Imagine this, that Christ, the Son of the Living God and Father, Creator of the universe and beyond, has sent us what He was when He was physically walking the Earth: the Spirit. And imagine, also, that this Spirit is not here to confuse, confound or mystify, but to clarify, and to settle.
Once the Christian understands that Life in the Spirit is ongoing and continual, then, the Christian should come to expect a gradual unfolding of his own originality within a life of being a disciple (not a monk). Indeed, the Christian is to become so intimate with the Spirit, that he will see that there is infinite originality when God made humans-and it crops up over and over in his life.

“Plato has told you a truth; but Plato is dead.

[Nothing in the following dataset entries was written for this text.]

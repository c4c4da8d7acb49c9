use crate::compiler::compile_expression;
use crate::image::Node;
use crate::optimiser::fold_constants;
use crate::program::compile_program;
use crate::table::AddressTable;
use crate::vm::evaluate;
use crate::{CompileError, Statement};
use shade_builtins::{Binding, ClosureFn, Kind, NativeFn, Scalar};
use shade_syntax::ast::Expression;
use shade_syntax::{parse, Allocator};

fn answer() -> Scalar {
  42.0
}
fn double(a: Scalar) -> Scalar {
  a * 2.0
}
fn first_of(context: *mut (), _: Scalar) -> Scalar {
  // SAFETY: tests pass a pointer to a live Scalar as the context
  unsafe { *context.cast::<Scalar>() }
}

#[test]
fn image_layout() {
  let mut x: Scalar = 2.0;
  let mut y: Scalar = 3.0;
  let bindings = [Binding::variable("x", &mut x), Binding::variable("y", &mut y)];
  let expression = compile_expression("x * y", &bindings).unwrap();

  // a binary node with two leaves: 20 + 12 + 12 bytes
  assert_eq!(expression.image().len(), 44);

  let root = Node::root(expression.image());
  assert_eq!(root.kind(), Kind::function(2).pure());
  assert_eq!(root.parameter(0), 20);
  assert_eq!(root.parameter(1), 32);

  // children sit strictly after their parent
  assert!(root.parameter(0) > root.offset());
  assert!(root.parameter(1) > root.parameter(0));

  assert_eq!(root.child(0).kind(), Kind::VARIABLE);
  assert_eq!(root.child(1).kind(), Kind::VARIABLE);

  // interned in pre-order: the operator first, then the leaves
  let table = expression.address_table();
  assert_eq!(table.names().collect::<Vec<_>>(), vec!["mul", "x", "y"]);
  assert_eq!(root.child(0).index(), 1);
  assert_eq!(root.child(1).index(), 2);
}

#[test]
fn closure_layout() {
  let mut cell: Scalar = 5.0;
  let bindings = [Binding::closure(
    "first",
    ClosureFn::F1(first_of),
    (&mut cell as *mut Scalar).cast(),
  )];
  let expression = compile_expression("first 1", &bindings).unwrap();

  let root = Node::root(expression.image());
  assert_eq!(root.kind(), Kind::closure(1));

  // one argument slot, plus the trailing slot indexing the context
  assert_eq!(root.parameter(0), 12 + 8);
  assert_eq!(root.parameter(1), 1);

  let table = expression.address_table();
  assert_eq!(table.names().collect::<Vec<_>>(), vec!["first", "first_closure"]);

  assert_eq!(expression.evaluate(), 5.0);
}

#[test]
fn shared_addresses_intern_once() {
  let mut x: Scalar = 1.0;
  let mut y: Scalar = 2.0;
  let bindings = [Binding::variable("x", &mut x), Binding::variable("y", &mut y)];
  let expression = compile_expression("x + x + x - y", &bindings).unwrap();

  let names: Vec<_> = expression.address_table().names().collect();
  assert_eq!(names, vec!["sub", "add", "x", "y"]);
}

#[test]
fn context_names_stay_unique() {
  // a variable can occupy the name a context would synthesise
  let mut decoy: Scalar = 0.0;
  let mut cell: Scalar = 7.0;
  let bindings = [
    Binding::variable("first_closure", &mut decoy),
    Binding::closure("first", ClosureFn::F1(first_of), (&mut cell as *mut Scalar).cast()),
  ];
  let expression = compile_expression("first_closure + first 1", &bindings).unwrap();

  let names: Vec<_> = expression.address_table().names().collect();
  assert_eq!(names, vec!["add", "first_closure", "first", "first_closure2"]);
}

#[test]
fn pure_expressions_fold_to_one_constant() {
  for (source, value) in [("5+5", 10.0), ("pow(2,2)", 4.0), ("sqrt 100", 10.0), ("1+2*3", 7.0)] {
    let expression = compile_expression(source, &[]).unwrap();

    assert_eq!(expression.image().len(), 12, "{source}");
    assert_eq!(Node::root(expression.image()).kind(), Kind::CONSTANT);
    assert!(expression.address_table().is_empty(), "{source}");
    assert_eq!(expression.evaluate(), value, "{source}");
  }
}

#[test]
fn impure_calls_are_not_folded() {
  let bindings = [Binding::function("answer", NativeFn::F0(answer))];
  let expression = compile_expression("answer + 1", &bindings).unwrap();

  let root = Node::root(expression.image());
  assert_eq!(root.kind(), Kind::function(2).pure());
  assert_eq!(root.child(0).kind(), Kind::function(0));
  assert_eq!(expression.evaluate(), 43.0);
}

#[test]
fn pure_bound_functions_do_fold() {
  let bindings = [Binding::pure_function("double", NativeFn::F1(double))];
  let expression = compile_expression("double 21", &bindings).unwrap();

  assert_eq!(expression.image().len(), 12);
  assert_eq!(expression.evaluate(), 42.0);
}

#[test]
fn folding_is_idempotent() {
  let mut x: Scalar = 1.0;
  let bindings = [Binding::variable("x", &mut x)];

  let allocator = Allocator::new();
  let mut ast = parse("x + 2 * 3", &bindings, &allocator).unwrap();
  fold_constants(&mut ast);
  fold_constants(&mut ast);

  let Expression::Call(call) = &ast else {
    panic!("expected the impure root to survive");
  };
  assert_eq!(call.name, "add");
  assert!(matches!(&call.arguments[0], Expression::Variable(_)));
  match &call.arguments[1] {
    Expression::Constant(constant) => assert_eq!(constant.value, 6.0),
    other => panic!("expected a folded constant, got {other:?}"),
  }
}

#[test]
fn images_are_position_independent() {
  let mut x: Scalar = 9.0;
  let bindings = [Binding::variable("x", &mut x)];
  let expression = compile_expression("sqrt x + 1", &bindings).unwrap();

  let copied = expression.image().to_vec();
  assert_eq!(
    evaluate(&copied, expression.address_table()),
    expression.evaluate(),
  );
  assert_eq!(evaluate(&copied, expression.address_table()), 4.0);
}

#[test]
fn mismatched_tables_evaluate_to_nan() {
  let mut x: Scalar = 1.0;
  let variable = compile_expression("x", &[Binding::variable("x", &mut x)]).unwrap();
  let function =
    compile_expression("answer", &[Binding::function("answer", NativeFn::F0(answer))]).unwrap();

  // an empty table, or a table whose entry has the wrong class
  assert!(evaluate(variable.image(), &AddressTable::default()).is_nan());
  assert!(evaluate(variable.image(), function.address_table()).is_nan());
  assert!(evaluate(function.image(), variable.address_table()).is_nan());

  // garbage bytes are a NaN, not a crash
  assert!(evaluate(&[1, 2, 3], variable.address_table()).is_nan());
  assert!(evaluate(&[], variable.address_table()).is_nan());
}

#[test]
fn display_names_the_nodes() {
  let mut x: Scalar = 2.0;
  let bindings = [Binding::variable("x", &mut x)];
  let text = compile_expression("1 + 2 * x", &bindings)
    .unwrap()
    .to_string();

  assert!(text.contains("function/2 add (0)"), "{text}");
  assert!(text.contains("constant 1"), "{text}");
  assert!(text.contains("function/2 mul (1)"), "{text}");
  assert!(text.contains("variable x (2)"), "{text}");
}

#[test]
fn program_statements_take_shape() {
  let mut x: Scalar = 0.0;
  let bindings = [Binding::variable("x", &mut x)];
  let program = compile_program(
    "x: 0; label: loop; x: x + 1; jump: loop ? x < 10; return: x;",
    &bindings,
  )
  .unwrap();

  let statements = program.statements();
  assert_eq!(statements.len(), 4);
  assert!(matches!(statements[0], Statement::Assign { destination: 0, expression: 0 }));
  assert!(matches!(statements[1], Statement::Assign { destination: 0, .. }));
  assert!(matches!(statements[2], Statement::JumpIf { target: 1, .. }));
  assert!(matches!(statements[3], Statement::Return { .. }));

  // expressions concatenate in compile order
  let offsets: Vec<_> = statements
    .iter()
    .map(|statement| match *statement {
      Statement::Assign { expression, .. }
      | Statement::JumpIf { expression, .. }
      | Statement::Return { expression }
      | Statement::Call { expression }
      | Statement::Jump { target: expression } => expression,
    })
    .collect();
  assert!(offsets.windows(2).all(|pair| pair[0] < pair[1]));
  assert_eq!(program.image().len(), offsets.last().unwrap() + 12);
}

#[test]
fn program_errors() {
  let mut x: Scalar = 0.0;
  let bindings = [Binding::variable("x", &mut x)];

  let error = compile_program("label: a; label: a; return: 1;", &bindings).unwrap_err();
  assert!(matches!(error, CompileError::DuplicateLabel { .. }));

  let error = compile_program("jump: nowhere; return: 1;", &bindings).unwrap_err();
  assert!(matches!(error, CompileError::UndefinedLabel { .. }));

  let error = compile_program("y: 1;", &bindings).unwrap_err();
  assert!(matches!(error, CompileError::UndefinedVariable { .. }));
  assert_eq!(error.position(), None);

  // assigning to a callable is not assignment to a host scalar
  let bindings = [Binding::function("f", NativeFn::F0(answer))];
  let error = compile_program("f: 1;", &bindings).unwrap_err();
  assert!(matches!(error, CompileError::UndefinedVariable { .. }));
}

#[test]
fn program_errors_report_positions_in_the_whole_source() {
  let mut x: Scalar = 0.0;
  let bindings = [Binding::variable("x", &mut x)];

  //             0123456789012
  let source = "x: 0; x: 1+;";
  let error = compile_program(source, &bindings).unwrap_err();
  assert!(matches!(error, CompileError::Parse { .. }));

  // "1+" starts at offset 9 and fails at its position 2
  assert_eq!(error.position(), Some(11));
}
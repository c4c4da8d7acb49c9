use std::fmt;

/// The packed tag identifying what a compiled node is.
///
/// The low five bits hold the category: variable (0), constant (1), functions
/// of arity 0–7 (8–15), or closures of arity 0–7 (16–23). Bit five marks the
/// node as pure, meaning it is safe to fold at compile time. The same encoding
/// is stored as a little-endian `u32` in the portable image.
#[derive(Clone, Copy, Debug, PartialEq, Eq, Hash)]
pub struct Kind(u32);

impl Kind {
  /// A scalar read through a host address
  pub const VARIABLE: Self = Self(0);
  /// An inline scalar value
  pub const CONSTANT: Self = Self(1);

  const FUNCTION_BASE: u32 = 8;
  const CLOSURE_BASE: u32 = 16;
  const CATEGORY_MASK: u32 = 0x1f;
  const ARITY_MASK: u32 = 0x07;
  const PURE_FLAG: u32 = 1 << 5;

  /// The tag for a host function of the given arity.
  ///
  /// # Panics
  /// If the arity is greater than 7.
  #[must_use]
  pub fn function(arity: usize) -> Self {
    assert!(arity <= 7, "functions have arity 0-7");
    Self(Self::FUNCTION_BASE + u32::try_from(arity).unwrap())
  }

  /// The tag for a host closure of the given arity.
  ///
  /// # Panics
  /// If the arity is greater than 7.
  #[must_use]
  pub fn closure(arity: usize) -> Self {
    assert!(arity <= 7, "closures have arity 0-7");
    Self(Self::CLOSURE_BASE + u32::try_from(arity).unwrap())
  }

  /// The same tag, flagged as safe to constant fold
  #[must_use]
  pub fn pure(self) -> Self {
    Self(self.0 | Self::PURE_FLAG)
  }

  /// The category bits, with the purity flag stripped
  #[must_use]
  pub fn category(self) -> u32 {
    self.0 & Self::CATEGORY_MASK
  }

  /// Is this node safe to evaluate at compile time?
  #[must_use]
  pub fn is_pure(self) -> bool {
    self.0 & Self::PURE_FLAG != 0
  }

  #[must_use]
  pub fn is_function(self) -> bool {
    matches!(self.category(), 8..=15)
  }

  #[must_use]
  pub fn is_closure(self) -> bool {
    matches!(self.category(), 16..=23)
  }

  /// How many operands the node consumes.
  ///
  /// Zero for variables and constants; the low three category bits otherwise.
  #[must_use]
  pub fn arity(self) -> usize {
    if self.0 & (Self::FUNCTION_BASE | Self::CLOSURE_BASE) == 0 {
      0
    } else {
      (self.0 & Self::ARITY_MASK) as usize
    }
  }

  /// The raw encoding, as stored in the portable image
  #[must_use]
  pub fn bits(self) -> u32 {
    self.0
  }

  /// Rebuild a tag from its raw encoding
  #[must_use]
  pub fn from_bits(bits: u32) -> Self {
    Self(bits)
  }
}

impl fmt::Display for Kind {
  fn fmt(&self, f: &mut fmt::Formatter<'_>) -> fmt::Result {
    match self.category() {
      0 => write!(f, "variable"),
      1 => write!(f, "constant"),
      8..=15 => write!(f, "function/{}", self.arity()),
      16..=23 => write!(f, "closure/{}", self.arity()),
      _ => write!(f, "unknown"),
    }
  }
}
pub use record::*;
pub use stats::*;

mod record;
mod stats;

pub type Timestamp = chrono::DateTime<chrono::Utc>;

pub fn now() -> Timestamp {
    chrono::Utc::now()
}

Shakespeare has startled you with an image; but Shakespeare will not startle you with any more. But imagine what it would be to live with such men still living, to know that Plato might break out with an original lecture tomorrow, or that at any moment Shakespeare might shatter everything with a single song. The man who lives in contact with what he believes to be a living Church is a man always expecting to meet Plato and Shakespeare tomorrow at breakfast.”